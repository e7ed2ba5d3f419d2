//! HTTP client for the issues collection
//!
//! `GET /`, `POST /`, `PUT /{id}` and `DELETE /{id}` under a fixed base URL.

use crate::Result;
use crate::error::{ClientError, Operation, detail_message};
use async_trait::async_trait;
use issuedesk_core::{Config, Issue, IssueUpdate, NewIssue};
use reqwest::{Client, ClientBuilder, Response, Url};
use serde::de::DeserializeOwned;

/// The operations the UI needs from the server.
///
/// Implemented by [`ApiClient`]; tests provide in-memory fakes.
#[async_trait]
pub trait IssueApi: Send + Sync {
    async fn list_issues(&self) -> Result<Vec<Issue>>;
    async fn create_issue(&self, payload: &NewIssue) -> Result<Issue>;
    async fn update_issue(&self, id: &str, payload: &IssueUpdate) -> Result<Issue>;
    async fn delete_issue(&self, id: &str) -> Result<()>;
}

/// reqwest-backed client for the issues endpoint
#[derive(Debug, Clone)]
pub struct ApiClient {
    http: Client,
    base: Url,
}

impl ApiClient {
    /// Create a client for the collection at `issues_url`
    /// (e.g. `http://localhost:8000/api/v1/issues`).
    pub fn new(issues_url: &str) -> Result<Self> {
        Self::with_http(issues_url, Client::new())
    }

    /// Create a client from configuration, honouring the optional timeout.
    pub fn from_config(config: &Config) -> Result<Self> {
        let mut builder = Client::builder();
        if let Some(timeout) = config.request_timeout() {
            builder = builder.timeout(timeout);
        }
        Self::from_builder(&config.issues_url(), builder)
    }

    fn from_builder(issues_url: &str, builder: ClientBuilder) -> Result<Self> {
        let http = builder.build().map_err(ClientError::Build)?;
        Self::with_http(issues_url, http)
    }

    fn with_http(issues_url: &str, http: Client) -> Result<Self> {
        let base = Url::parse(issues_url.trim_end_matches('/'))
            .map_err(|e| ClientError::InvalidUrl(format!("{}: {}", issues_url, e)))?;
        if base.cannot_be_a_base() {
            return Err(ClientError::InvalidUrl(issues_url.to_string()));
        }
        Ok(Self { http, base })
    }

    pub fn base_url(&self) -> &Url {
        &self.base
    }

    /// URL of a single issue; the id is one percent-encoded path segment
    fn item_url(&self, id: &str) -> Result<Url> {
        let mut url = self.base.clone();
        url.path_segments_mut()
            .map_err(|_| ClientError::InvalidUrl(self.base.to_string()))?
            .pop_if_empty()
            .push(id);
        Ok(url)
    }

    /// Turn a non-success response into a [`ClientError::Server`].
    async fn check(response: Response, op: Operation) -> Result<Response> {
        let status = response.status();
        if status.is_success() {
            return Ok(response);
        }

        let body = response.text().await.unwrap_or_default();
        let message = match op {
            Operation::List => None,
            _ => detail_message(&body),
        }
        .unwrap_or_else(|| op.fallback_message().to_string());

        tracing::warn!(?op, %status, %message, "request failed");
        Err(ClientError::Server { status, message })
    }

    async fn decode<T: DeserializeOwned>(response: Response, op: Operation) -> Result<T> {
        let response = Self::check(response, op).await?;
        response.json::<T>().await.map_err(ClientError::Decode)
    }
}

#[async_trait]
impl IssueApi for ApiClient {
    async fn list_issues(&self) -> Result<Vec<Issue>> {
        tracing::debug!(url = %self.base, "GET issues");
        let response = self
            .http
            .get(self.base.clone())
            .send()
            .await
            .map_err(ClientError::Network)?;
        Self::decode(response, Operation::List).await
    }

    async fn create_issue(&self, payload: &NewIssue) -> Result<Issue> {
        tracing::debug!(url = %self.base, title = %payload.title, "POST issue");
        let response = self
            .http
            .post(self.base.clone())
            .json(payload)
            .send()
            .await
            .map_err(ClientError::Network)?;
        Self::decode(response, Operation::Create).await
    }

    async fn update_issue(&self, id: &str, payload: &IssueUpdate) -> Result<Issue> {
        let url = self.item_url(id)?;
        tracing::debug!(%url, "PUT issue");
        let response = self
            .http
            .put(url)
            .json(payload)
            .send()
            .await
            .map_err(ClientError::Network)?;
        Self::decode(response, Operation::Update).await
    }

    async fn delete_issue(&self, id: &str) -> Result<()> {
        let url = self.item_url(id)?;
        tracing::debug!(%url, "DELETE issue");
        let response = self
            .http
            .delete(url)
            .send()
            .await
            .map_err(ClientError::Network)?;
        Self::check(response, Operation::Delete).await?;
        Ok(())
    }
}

_Task prompt_
Scan the listing above. Gather each line that contains the word "ApiClient".

_Answer_
/// Implemented by [`ApiClient`]; tests provide in-memory fakes.
pub struct ApiClient {
impl ApiClient {
impl IssueApi for ApiClient {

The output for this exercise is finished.